■ EXTRACTED ENTRIES:
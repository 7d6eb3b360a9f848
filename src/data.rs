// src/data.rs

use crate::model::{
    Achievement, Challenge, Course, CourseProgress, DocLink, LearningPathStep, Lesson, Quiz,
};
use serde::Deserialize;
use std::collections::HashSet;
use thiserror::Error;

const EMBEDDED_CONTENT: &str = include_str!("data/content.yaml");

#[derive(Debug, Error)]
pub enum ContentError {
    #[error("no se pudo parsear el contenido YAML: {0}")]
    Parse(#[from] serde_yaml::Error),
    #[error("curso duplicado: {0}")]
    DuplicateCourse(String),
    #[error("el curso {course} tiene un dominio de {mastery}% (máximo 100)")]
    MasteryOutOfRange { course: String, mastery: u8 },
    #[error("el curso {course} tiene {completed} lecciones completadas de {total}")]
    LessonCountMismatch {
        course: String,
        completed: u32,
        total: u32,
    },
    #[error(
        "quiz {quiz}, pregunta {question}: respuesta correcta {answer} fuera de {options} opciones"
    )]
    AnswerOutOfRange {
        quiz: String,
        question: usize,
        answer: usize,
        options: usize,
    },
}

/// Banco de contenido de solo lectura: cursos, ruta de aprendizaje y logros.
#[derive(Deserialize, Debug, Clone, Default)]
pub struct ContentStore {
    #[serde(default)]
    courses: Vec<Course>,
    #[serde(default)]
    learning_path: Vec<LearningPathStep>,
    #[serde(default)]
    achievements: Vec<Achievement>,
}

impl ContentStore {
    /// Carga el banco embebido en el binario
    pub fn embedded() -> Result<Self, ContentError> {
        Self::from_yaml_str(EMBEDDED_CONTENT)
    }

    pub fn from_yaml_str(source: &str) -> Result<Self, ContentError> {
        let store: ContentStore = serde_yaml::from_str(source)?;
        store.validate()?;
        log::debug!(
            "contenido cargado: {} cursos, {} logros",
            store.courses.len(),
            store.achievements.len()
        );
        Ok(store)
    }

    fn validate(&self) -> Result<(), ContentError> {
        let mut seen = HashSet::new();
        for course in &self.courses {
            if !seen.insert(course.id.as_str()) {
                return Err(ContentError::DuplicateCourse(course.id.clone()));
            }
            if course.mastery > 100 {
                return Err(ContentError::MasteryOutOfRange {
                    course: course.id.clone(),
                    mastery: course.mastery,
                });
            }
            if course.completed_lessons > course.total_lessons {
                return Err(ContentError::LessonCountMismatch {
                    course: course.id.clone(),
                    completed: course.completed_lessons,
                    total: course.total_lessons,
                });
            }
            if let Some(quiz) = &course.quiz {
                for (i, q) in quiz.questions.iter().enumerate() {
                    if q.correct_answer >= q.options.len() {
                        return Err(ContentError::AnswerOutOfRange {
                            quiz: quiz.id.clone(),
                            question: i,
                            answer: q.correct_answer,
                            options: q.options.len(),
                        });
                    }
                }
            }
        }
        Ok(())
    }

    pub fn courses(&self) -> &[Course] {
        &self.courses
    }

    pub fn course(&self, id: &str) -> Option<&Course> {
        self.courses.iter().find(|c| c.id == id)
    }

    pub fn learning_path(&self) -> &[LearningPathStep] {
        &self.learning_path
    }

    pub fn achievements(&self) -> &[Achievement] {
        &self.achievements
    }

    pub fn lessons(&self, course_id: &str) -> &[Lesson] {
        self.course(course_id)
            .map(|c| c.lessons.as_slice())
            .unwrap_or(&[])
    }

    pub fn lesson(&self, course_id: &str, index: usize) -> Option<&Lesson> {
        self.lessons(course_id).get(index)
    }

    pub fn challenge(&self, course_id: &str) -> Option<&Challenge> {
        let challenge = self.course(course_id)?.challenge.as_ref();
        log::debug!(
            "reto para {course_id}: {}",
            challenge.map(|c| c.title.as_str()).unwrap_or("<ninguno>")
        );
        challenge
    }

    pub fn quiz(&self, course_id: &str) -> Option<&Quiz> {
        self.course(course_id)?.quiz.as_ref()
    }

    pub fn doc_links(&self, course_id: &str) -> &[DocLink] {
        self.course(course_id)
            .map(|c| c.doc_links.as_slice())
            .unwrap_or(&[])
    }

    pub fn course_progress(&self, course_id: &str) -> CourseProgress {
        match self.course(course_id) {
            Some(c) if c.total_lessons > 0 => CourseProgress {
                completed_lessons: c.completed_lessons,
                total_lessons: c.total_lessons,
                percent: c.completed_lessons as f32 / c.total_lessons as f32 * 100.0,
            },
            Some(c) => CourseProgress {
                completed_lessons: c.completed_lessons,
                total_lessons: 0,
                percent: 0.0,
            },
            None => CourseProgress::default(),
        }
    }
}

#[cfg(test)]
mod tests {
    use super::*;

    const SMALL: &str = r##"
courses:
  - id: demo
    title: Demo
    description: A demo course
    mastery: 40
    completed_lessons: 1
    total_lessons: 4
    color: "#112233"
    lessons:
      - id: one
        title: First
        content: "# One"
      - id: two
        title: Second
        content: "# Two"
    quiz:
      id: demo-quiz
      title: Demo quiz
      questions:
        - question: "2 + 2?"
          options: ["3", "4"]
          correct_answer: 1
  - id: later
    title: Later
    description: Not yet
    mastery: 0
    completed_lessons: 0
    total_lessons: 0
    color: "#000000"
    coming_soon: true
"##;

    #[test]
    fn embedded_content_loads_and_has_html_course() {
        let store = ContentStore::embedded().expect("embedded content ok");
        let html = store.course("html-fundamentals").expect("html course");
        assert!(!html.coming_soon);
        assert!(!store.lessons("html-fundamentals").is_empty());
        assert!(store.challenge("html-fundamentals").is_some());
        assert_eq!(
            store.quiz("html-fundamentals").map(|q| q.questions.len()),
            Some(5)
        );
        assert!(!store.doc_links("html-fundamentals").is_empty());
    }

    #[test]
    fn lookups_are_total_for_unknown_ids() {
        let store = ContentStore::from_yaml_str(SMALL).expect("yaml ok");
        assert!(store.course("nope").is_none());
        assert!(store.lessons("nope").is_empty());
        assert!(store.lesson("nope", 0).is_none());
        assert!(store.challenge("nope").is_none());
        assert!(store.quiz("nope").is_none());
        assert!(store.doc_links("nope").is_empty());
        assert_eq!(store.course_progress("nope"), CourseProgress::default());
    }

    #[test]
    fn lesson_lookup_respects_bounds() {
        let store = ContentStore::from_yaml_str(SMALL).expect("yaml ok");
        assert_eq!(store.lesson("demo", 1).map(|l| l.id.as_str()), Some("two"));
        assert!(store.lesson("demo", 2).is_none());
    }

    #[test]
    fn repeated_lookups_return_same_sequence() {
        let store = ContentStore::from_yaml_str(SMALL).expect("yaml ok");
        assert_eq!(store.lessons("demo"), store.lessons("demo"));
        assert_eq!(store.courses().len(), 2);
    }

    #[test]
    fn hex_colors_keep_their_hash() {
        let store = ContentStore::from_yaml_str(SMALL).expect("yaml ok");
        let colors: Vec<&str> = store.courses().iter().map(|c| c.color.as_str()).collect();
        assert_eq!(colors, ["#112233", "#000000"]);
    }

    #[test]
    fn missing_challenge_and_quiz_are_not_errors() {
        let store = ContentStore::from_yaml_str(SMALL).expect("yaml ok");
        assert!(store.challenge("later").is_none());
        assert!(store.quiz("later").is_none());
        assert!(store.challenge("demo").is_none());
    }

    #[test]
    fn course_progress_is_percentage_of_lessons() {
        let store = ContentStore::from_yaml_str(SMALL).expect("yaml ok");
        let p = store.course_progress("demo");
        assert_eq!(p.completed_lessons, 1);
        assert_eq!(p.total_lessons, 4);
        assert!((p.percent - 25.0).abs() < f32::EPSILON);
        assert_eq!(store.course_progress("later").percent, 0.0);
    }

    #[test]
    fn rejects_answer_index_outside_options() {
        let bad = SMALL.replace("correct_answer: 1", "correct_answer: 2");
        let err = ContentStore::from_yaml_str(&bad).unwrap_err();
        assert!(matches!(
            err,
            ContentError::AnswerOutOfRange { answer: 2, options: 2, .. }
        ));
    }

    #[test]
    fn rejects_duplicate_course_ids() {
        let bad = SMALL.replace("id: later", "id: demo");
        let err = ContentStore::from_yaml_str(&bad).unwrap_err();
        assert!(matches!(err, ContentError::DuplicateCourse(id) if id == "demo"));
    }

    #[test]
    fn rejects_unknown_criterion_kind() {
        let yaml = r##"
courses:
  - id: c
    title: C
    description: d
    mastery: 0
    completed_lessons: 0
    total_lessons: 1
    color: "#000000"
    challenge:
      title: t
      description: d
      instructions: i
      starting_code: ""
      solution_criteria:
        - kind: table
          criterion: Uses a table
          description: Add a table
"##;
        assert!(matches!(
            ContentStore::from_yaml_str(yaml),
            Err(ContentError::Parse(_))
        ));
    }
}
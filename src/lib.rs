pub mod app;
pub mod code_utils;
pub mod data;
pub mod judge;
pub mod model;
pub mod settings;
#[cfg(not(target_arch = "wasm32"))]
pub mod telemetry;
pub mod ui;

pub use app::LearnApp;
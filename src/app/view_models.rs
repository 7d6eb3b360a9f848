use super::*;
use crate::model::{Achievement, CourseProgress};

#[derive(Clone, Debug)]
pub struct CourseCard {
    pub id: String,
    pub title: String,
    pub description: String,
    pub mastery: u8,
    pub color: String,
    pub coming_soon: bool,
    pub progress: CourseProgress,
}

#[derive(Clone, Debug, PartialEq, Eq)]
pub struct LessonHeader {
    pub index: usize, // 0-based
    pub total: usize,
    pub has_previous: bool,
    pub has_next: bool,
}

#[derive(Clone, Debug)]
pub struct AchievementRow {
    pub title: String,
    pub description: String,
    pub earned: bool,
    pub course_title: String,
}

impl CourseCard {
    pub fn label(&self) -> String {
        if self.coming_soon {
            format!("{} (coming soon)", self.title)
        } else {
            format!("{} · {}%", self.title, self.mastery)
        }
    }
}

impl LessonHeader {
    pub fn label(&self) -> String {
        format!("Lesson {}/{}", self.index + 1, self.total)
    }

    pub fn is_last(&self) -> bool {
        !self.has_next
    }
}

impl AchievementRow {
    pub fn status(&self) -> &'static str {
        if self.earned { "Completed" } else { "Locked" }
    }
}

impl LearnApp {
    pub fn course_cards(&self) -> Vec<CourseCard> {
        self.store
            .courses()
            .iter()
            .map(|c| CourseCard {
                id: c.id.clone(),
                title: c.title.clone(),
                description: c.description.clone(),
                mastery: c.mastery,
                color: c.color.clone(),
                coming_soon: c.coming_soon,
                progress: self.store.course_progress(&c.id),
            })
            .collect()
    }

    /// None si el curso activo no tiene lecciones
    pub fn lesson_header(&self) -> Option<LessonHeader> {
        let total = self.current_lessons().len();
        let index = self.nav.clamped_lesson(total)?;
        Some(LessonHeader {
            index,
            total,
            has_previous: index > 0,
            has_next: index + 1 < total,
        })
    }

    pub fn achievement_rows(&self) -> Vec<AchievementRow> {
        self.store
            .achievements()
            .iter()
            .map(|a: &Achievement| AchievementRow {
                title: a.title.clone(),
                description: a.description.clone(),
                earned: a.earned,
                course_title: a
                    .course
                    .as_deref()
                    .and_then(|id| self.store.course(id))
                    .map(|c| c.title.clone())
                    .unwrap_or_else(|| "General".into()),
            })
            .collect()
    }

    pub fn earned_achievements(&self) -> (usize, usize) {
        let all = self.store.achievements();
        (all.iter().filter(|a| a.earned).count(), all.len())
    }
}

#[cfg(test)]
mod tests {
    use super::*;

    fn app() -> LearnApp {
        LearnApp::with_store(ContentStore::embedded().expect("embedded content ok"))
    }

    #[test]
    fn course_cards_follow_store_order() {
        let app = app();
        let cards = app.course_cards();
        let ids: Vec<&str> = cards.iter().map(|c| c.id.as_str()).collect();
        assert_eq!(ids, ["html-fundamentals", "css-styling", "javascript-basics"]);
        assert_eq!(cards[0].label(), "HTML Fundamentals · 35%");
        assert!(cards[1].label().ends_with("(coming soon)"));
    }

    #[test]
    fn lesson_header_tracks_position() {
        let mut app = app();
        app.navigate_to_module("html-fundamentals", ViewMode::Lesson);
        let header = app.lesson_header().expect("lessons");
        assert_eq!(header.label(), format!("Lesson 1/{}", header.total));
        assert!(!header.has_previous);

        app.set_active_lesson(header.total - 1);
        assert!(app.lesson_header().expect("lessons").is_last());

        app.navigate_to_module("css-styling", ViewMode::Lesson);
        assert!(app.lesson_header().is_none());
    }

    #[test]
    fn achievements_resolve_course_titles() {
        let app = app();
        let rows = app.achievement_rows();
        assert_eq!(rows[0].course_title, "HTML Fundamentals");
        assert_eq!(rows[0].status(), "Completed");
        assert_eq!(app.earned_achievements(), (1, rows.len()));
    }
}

--

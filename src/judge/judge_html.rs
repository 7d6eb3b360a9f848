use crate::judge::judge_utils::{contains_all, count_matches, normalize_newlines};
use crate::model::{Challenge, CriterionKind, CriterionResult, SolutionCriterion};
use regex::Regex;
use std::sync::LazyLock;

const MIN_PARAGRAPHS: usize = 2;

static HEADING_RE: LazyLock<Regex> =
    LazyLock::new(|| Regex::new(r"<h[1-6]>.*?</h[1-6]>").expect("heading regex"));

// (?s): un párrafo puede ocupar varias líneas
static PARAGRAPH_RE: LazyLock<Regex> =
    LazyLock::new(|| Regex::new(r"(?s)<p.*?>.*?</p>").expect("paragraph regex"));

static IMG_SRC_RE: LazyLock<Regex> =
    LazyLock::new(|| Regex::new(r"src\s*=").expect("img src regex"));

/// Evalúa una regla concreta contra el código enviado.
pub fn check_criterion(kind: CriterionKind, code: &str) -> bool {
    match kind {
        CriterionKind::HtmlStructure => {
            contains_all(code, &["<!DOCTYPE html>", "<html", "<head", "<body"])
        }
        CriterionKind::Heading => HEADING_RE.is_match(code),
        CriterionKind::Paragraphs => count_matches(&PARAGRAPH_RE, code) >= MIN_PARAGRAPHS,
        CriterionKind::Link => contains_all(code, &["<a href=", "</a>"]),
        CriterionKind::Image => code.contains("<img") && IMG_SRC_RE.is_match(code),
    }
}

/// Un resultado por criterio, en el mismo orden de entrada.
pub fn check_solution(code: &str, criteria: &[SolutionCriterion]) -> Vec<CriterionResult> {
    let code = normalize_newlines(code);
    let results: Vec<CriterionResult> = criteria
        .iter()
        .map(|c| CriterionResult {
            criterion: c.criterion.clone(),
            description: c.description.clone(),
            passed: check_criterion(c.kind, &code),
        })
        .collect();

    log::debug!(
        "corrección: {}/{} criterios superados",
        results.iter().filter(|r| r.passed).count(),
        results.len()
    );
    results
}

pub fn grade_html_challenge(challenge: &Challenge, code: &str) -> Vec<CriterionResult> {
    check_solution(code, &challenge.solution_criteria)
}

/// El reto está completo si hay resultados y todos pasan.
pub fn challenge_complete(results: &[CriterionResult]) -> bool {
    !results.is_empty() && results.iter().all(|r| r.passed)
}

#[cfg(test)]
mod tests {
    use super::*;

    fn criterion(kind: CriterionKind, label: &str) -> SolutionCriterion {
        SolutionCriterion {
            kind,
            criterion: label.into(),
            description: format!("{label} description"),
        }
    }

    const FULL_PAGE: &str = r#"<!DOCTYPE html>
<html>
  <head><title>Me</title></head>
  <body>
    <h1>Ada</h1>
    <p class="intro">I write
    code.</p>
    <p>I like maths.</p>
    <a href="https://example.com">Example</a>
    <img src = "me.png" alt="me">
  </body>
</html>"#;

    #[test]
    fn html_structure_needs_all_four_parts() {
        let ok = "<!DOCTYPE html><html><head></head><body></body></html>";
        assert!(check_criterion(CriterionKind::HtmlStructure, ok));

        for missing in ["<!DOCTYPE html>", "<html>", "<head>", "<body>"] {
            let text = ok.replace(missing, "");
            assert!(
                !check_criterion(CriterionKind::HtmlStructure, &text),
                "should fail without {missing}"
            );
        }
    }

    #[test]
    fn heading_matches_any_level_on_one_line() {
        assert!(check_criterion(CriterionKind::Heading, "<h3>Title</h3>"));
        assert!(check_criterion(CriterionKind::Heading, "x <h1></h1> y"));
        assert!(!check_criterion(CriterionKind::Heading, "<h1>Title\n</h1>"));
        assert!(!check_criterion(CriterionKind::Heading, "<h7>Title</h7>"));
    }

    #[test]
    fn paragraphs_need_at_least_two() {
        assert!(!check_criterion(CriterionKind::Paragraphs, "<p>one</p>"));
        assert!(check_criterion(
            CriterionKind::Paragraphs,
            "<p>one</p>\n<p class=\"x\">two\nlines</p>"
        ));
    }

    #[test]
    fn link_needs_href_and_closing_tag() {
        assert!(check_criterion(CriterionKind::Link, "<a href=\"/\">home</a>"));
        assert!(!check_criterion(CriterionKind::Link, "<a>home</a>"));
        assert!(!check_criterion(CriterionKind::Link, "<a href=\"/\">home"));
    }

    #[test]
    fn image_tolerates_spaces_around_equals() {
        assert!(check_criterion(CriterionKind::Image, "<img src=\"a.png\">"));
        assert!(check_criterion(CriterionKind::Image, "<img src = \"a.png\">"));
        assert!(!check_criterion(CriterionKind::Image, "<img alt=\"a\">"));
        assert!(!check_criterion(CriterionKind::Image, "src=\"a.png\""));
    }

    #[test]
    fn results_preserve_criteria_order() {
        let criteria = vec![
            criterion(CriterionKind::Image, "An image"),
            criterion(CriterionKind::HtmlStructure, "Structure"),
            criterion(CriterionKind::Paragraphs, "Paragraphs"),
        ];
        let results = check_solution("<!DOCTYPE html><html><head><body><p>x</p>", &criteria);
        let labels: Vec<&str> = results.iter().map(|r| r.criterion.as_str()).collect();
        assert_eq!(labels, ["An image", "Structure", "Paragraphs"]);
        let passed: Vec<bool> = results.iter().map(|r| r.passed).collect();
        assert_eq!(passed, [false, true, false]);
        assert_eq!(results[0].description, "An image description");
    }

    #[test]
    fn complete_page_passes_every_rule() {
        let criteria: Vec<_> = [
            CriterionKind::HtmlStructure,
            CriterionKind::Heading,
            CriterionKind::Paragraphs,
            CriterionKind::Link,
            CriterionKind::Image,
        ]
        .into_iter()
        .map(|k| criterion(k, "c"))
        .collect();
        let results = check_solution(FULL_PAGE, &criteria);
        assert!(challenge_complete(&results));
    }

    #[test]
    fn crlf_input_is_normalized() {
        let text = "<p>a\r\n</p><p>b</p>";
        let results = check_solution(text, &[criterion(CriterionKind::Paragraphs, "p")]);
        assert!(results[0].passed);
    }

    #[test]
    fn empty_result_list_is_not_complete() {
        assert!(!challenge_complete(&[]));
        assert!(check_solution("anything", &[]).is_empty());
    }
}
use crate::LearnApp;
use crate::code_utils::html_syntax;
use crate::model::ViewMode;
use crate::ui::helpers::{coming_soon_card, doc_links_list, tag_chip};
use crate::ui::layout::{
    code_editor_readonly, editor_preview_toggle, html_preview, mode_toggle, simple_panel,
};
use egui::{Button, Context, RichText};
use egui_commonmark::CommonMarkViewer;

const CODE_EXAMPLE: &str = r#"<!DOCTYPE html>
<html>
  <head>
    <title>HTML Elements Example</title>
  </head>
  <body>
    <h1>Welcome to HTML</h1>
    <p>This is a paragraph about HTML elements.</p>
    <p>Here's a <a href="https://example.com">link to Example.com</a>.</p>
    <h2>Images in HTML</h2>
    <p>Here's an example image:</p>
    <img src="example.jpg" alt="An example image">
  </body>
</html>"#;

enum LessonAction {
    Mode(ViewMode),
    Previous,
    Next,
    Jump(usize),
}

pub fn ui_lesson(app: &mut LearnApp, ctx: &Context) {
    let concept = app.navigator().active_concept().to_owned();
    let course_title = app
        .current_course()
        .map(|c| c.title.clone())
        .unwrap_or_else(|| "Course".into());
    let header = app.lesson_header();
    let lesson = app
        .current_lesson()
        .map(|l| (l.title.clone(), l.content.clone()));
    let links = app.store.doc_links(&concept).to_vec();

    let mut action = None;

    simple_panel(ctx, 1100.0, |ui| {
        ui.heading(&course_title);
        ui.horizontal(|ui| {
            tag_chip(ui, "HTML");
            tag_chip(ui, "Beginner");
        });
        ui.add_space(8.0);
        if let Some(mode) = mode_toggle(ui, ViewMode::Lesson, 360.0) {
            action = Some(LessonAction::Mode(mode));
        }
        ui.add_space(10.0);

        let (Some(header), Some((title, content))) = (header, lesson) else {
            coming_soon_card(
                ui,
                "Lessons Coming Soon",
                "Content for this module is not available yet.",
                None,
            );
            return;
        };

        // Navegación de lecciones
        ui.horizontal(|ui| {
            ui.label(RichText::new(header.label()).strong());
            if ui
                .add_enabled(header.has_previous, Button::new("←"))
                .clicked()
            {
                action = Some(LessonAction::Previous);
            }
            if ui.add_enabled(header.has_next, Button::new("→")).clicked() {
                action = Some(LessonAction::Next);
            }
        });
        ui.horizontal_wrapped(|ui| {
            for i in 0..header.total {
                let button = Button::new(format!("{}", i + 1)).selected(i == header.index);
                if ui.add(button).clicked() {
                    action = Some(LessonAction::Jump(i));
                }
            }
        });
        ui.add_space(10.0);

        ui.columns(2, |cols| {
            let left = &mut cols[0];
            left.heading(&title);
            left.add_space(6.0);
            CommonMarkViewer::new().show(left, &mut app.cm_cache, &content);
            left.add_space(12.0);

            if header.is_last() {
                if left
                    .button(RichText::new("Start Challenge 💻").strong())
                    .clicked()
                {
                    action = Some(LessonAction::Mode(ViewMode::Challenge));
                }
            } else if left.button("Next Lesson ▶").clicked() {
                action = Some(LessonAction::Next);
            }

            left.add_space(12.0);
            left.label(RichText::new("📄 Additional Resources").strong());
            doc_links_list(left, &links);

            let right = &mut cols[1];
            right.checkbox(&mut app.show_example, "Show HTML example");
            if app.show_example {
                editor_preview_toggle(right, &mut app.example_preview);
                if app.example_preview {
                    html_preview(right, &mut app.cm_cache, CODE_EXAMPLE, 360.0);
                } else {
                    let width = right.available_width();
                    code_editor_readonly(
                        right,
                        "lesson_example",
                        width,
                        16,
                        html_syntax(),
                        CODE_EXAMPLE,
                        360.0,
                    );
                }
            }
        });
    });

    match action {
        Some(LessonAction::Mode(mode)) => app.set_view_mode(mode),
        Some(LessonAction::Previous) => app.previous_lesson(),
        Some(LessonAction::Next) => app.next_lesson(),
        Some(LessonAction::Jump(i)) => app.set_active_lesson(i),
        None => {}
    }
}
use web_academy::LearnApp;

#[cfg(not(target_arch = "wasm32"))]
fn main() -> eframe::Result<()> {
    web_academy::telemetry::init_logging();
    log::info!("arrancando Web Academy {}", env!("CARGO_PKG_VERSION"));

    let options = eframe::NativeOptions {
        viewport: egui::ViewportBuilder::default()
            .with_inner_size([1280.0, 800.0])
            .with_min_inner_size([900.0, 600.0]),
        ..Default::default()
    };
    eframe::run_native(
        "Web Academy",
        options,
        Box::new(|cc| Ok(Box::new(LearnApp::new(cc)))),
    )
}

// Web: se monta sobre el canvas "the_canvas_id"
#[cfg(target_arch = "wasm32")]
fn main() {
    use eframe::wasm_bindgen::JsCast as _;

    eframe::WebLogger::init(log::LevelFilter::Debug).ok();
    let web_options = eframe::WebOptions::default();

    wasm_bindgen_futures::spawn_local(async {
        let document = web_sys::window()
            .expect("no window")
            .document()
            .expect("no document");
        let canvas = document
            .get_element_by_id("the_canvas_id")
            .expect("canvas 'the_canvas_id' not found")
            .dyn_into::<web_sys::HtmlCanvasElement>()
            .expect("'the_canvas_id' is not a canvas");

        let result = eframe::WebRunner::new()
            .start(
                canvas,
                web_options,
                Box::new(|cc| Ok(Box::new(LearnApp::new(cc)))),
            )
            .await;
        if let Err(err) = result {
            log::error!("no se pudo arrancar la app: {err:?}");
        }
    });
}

■ WHAT YOU ARE ASKED TO DO: I need every line of the data that has the word "labels"; please list them.

■ RESPONSE:
        let labels: Vec<&str> = results.iter().map(|r| r.criterion.as_str()).collect();
        assert_eq!(labels, ["An image", "Structure", "Paragraphs"]);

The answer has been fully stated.